Her warning has stayed with me for years, wondering what in the world she meant. If a sip of it was going to turn me into my graceful mother and her lovely sister sipping coffee in the early mornings over a past due catch up, after my aunt had made the gruelling 14 hour drive from Ohio, then I would happily suffer the fate of becoming ‘omnish’.
In hindsight, I think Mama, my gran, must have been protecting us from the drink’s bold taste, which can be too big for a child, and its addictive nature owing to caffeine and other perceived health hazards.
From being called the ‘new cocaine’ recently by a chatty London taxi driver, who notices coffee shop queues spilling onto the streets regularly, to being blamed for a many sleepless nights, anxiety and all the rest, coffee gets a bad rap.
And quite frankly some folks just don’t like it, my taxi driver being one of them. “I don’t see what people see in it. Can’t stand it.” He twisted his face much like a child who has tasted tar.
Though I have no basis to make the comparison to cocaine, I do know it can be addictive, but so can love if it becomes unhealthy. Okay, so an unfair comparison but you get my point.

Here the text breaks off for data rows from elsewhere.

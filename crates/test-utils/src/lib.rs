//! Shared test utilities for the fill-nulls workspace.
//!
//! This crate provides common testing infrastructure including:
//! - Scratch directory helpers
//! - Grid data generators (planes, terrain, holes)
//! - Common test fixtures
//! - Approximate float assertions
//!
//! # Usage
//!
//! Add to your crate's `Cargo.toml`:
//!
//! ```toml
//! [dev-dependencies]
//! test-utils = { path = "../test-utils" }
//! ```
//!
//! Then import in your tests:
//!
//! ```ignore
//! use test_utils::{assert_approx_eq, create_plane_grid, punch_hole};
//! ```

pub mod fixtures;
pub mod generators;
pub mod paths;

// Re-export commonly used items at the crate root
pub use fixtures::*;
pub use generators::*;
pub use paths::*;

/// Macro for approximate floating-point equality assertions.
///
/// # Usage
///
/// ```ignore
/// use test_utils::assert_approx_eq;
///
/// assert_approx_eq!(1.0001_f64, 1.0_f64, 0.001_f64); // passes
/// assert_approx_eq!(1.1_f32, 1.0_f32, 0.001_f32);    // fails
/// ```
#[macro_export]
macro_rules! assert_approx_eq {
    ($left:expr, $right:expr, $epsilon:expr) => {{
        let left: f64 = $left as f64;
        let right: f64 = $right as f64;
        let epsilon: f64 = $epsilon as f64;
        let diff = (left - right).abs();
        if diff > epsilon {
            panic!(
                "assertion failed: `(left ≈ right)`\n  left: `{:?}`,\n right: `{:?}`,\n  diff: `{:?}` > epsilon `{:?}`",
                left, right, diff, epsilon
            );
        }
    }};
}

/// Macro for approximate equality of coordinate pairs.
///
/// # Usage
///
/// ```ignore
/// use test_utils::assert_coords_approx_eq;
///
/// assert_coords_approx_eq!((1.0001, 2.0001), (1.0, 2.0), 0.001);
/// ```
#[macro_export]
macro_rules! assert_coords_approx_eq {
    (($x1:expr, $y1:expr), ($x2:expr, $y2:expr), $epsilon:expr) => {{
        $crate::assert_approx_eq!($x1, $x2, $epsilon);
        $crate::assert_approx_eq!($y1, $y2, $epsilon);
    }};
}

/// Macro asserting that a value lies inside a closed interval.
///
/// # Usage
///
/// ```ignore
/// use test_utils::assert_in_range;
///
/// assert_in_range!(5.0, 0.0, 10.0);
/// ```
#[macro_export]
macro_rules! assert_in_range {
    ($value:expr, $lo:expr, $hi:expr) => {{
        let value: f64 = $value as f64;
        let lo: f64 = $lo as f64;
        let hi: f64 = $hi as f64;
        if !(value >= lo && value <= hi) {
            panic!(
                "assertion failed: `{:?}` not in [{:?}, {:?}]",
                value, lo, hi
            );
        }
    }};
}

#[cfg(test)]
mod tests {
    use super::*;

    #[test]
    fn test_assert_approx_eq_passes() {
        assert_approx_eq!(1.0001, 1.0, 0.001);
        assert_approx_eq!(0.0, 0.0, 0.0001);
        assert_approx_eq!(-5.5, -5.500001, 0.0001);
    }

    #[test]
    #[should_panic(expected = "assertion failed")]
    fn test_assert_approx_eq_fails() {
        assert_approx_eq!(1.1, 1.0, 0.001);
    }

    #[test]
    fn test_assert_in_range() {
        assert_in_range!(5.0, 0.0, 10.0);
        assert_in_range!(0.0, 0.0, 0.0);
    }

    #[test]
    #[should_panic(expected = "not in")]
    fn test_assert_in_range_rejects_nan() {
        assert_in_range!(f64::NAN, 0.0, 10.0);
    }

    #[test]
    fn test_assert_coords_approx_eq_passes() {
        assert_coords_approx_eq!((1.0001, 2.0001), (1.0, 2.0), 0.001);
    }
}
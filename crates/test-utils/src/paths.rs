//! Scratch directories for tests that touch the filesystem.

use tempfile::TempDir;

/// Creates a fresh temporary directory, removed when the guard drops.
///
/// # Panics
///
/// Panics if the system temp directory is not writable; tests cannot
/// proceed without it.
pub fn scratch_dir(prefix: &str) -> TempDir {
    tempfile::Builder::new()
        .prefix(prefix)
        .tempdir()
        .expect("failed to create scratch directory")
}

All I am trying to say is that coffee does have a good side. No wonder its popularity on the high street and in hotels everywhere has surpassed other drinks of its kind.
For a small price to pay (relatively speaking) in a big-ticket world, people can indulge in an invigorating drink that gives them pleasure, if only for a little while, and something about it is binding to relationships.

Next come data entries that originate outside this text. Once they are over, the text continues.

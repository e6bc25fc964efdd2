//! Configuration for the spline interpolator.

use serde::{Deserialize, Serialize};

/// Configuration for regularized spline with tension (RST) interpolation.
#[derive(Debug, Clone, PartialEq, Serialize, Deserialize)]
#[serde(default)]
pub struct RstConfig {
    /// Tension: higher values make the surface stiffer near the samples
    /// and flatter between them.
    pub tension: f64,

    /// Smoothing: 0 passes exactly through every sample; larger values
    /// trade fidelity for noise tolerance.
    pub smooth: f64,

    /// Maximum number of points per quadtree segment when segmentation
    /// is automatic.
    pub segmax: usize,

    /// Number of nearest points used to fit each segment.
    pub npmin: usize,
}

impl Default for RstConfig {
    fn default() -> Self {
        Self {
            tension: 40.0,
            smooth: 0.1,
            segmax: 40,
            npmin: 300,
        }
    }
}

impl RstConfig {
    /// Create a configuration with the given tension and smoothing and
    /// default segmentation limits.
    pub fn new(tension: f64, smooth: f64) -> Self {
        Self {
            tension,
            smooth,
            ..Self::default()
        }
    }

    /// Apply `RST_*` environment variables on top of `self`.
    pub fn with_env_overrides(mut self) -> Self {
        if let Ok(val) = std::env::var("RST_TENSION") {
            if let Ok(tension) = val.parse() {
                self.tension = tension;
            }
        }

        if let Ok(val) = std::env::var("RST_SMOOTH") {
            if let Ok(smooth) = val.parse() {
                self.smooth = smooth;
            }
        }

        if let Ok(val) = std::env::var("RST_SEGMAX") {
            if let Ok(segmax) = val.parse() {
                self.segmax = segmax;
            }
        }

        if let Ok(val) = std::env::var("RST_NPMIN") {
            if let Ok(npmin) = val.parse() {
                self.npmin = npmin;
            }
        }

        self
    }

    /// Validate the configuration.
    pub fn validate(&self) -> Result<(), String> {
        if !self.tension.is_finite() || self.tension <= 0.0 {
            return Err(format!("tension must be > 0, got {}", self.tension));
        }

        if !self.smooth.is_finite() || self.smooth < 0.0 {
            return Err(format!("smooth must be >= 0, got {}", self.smooth));
        }

        if self.segmax == 0 {
            return Err("segmax must be > 0".to_string());
        }

        if self.npmin < 2 {
            return Err("npmin must be >= 2".to_string());
        }

        Ok(())
    }
}

/// How the interpolator partitions the point set.
#[derive(Debug, Clone, Copy, PartialEq, Eq, Serialize, Deserialize, Default)]
#[serde(rename_all = "lowercase")]
pub enum Segmentation {
    /// One global fit over every point.
    #[default]
    Disabled,
    /// Quadtree segmentation with `RstConfig::segmax` points per segment.
    Auto,
}

impl Segmentation {
    /// Points-per-segment limit, or `None` for a single global fit.
    pub fn max_points(&self, config: &RstConfig) -> Option<usize> {
        match self {
            Segmentation::Disabled => None,
            Segmentation::Auto => Some(config.segmax),
        }
    }

    /// Whether the point set will be partitioned.
    pub fn is_enabled(&self) -> bool {
        !matches!(self, Segmentation::Disabled)
    }
}

impl std::fmt::Display for Segmentation {
    fn fmt(&self, f: &mut std::fmt::Formatter<'_>) -> std::fmt::Result {
        match self {
            Segmentation::Disabled => write!(f, "disabled"),
            Segmentation::Auto => write!(f, "auto"),
        }
    }
}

We meet friends for coffee, make business deals over coffee, settle arguments over coffee and some find love over the hot stuff. We even catch up with relatives over it.
Remember my mom and her sister. Tid, our affectionate name for my mom, would add a dash of evaporated milk to hers and likely some sugar, but Auntie would take hers black, which is apparently the ticket to getting many of the benefits. Here, here to that. I take my coffee black.
According to recent research by Zoe Science and Nutrition, coffee has many benefits. Let’s be clear, drank in excess and at the wrong time, it can surely become a problem for some.
But if drank in the right dosage and at the correct time, (not before bed), it offers rewards such as improving microbiome diversity, cognitive function and healing damaged cells.
Go figure the beans have polyphenols, which are a type of antioxidant that has anti-inflammatory properties. According to the National Institutes of Health (NIH), all plants have polyphenols on some level and science is rapidly uncovering their benefits to human health.
I must say this is good news for me and coffee lovers everywhere. Still, it is best not to overdose. Experts say caffeine has an average half-life of about six hours. In short, that means if you have it three hours before you sleep, you might be in for an awakening that night.
For some time, I have come to love coffee in the early mornings or rely on decaffeinated coffee, particularly in the evening on the occasion that I grab a coffee after dinner.
Apparently, caffeine does provide some of the benefits to coffee that decaf lacks, but all is not lost, not even in taste. There are some good decafs out there. I should know. After all, I take my coffee black.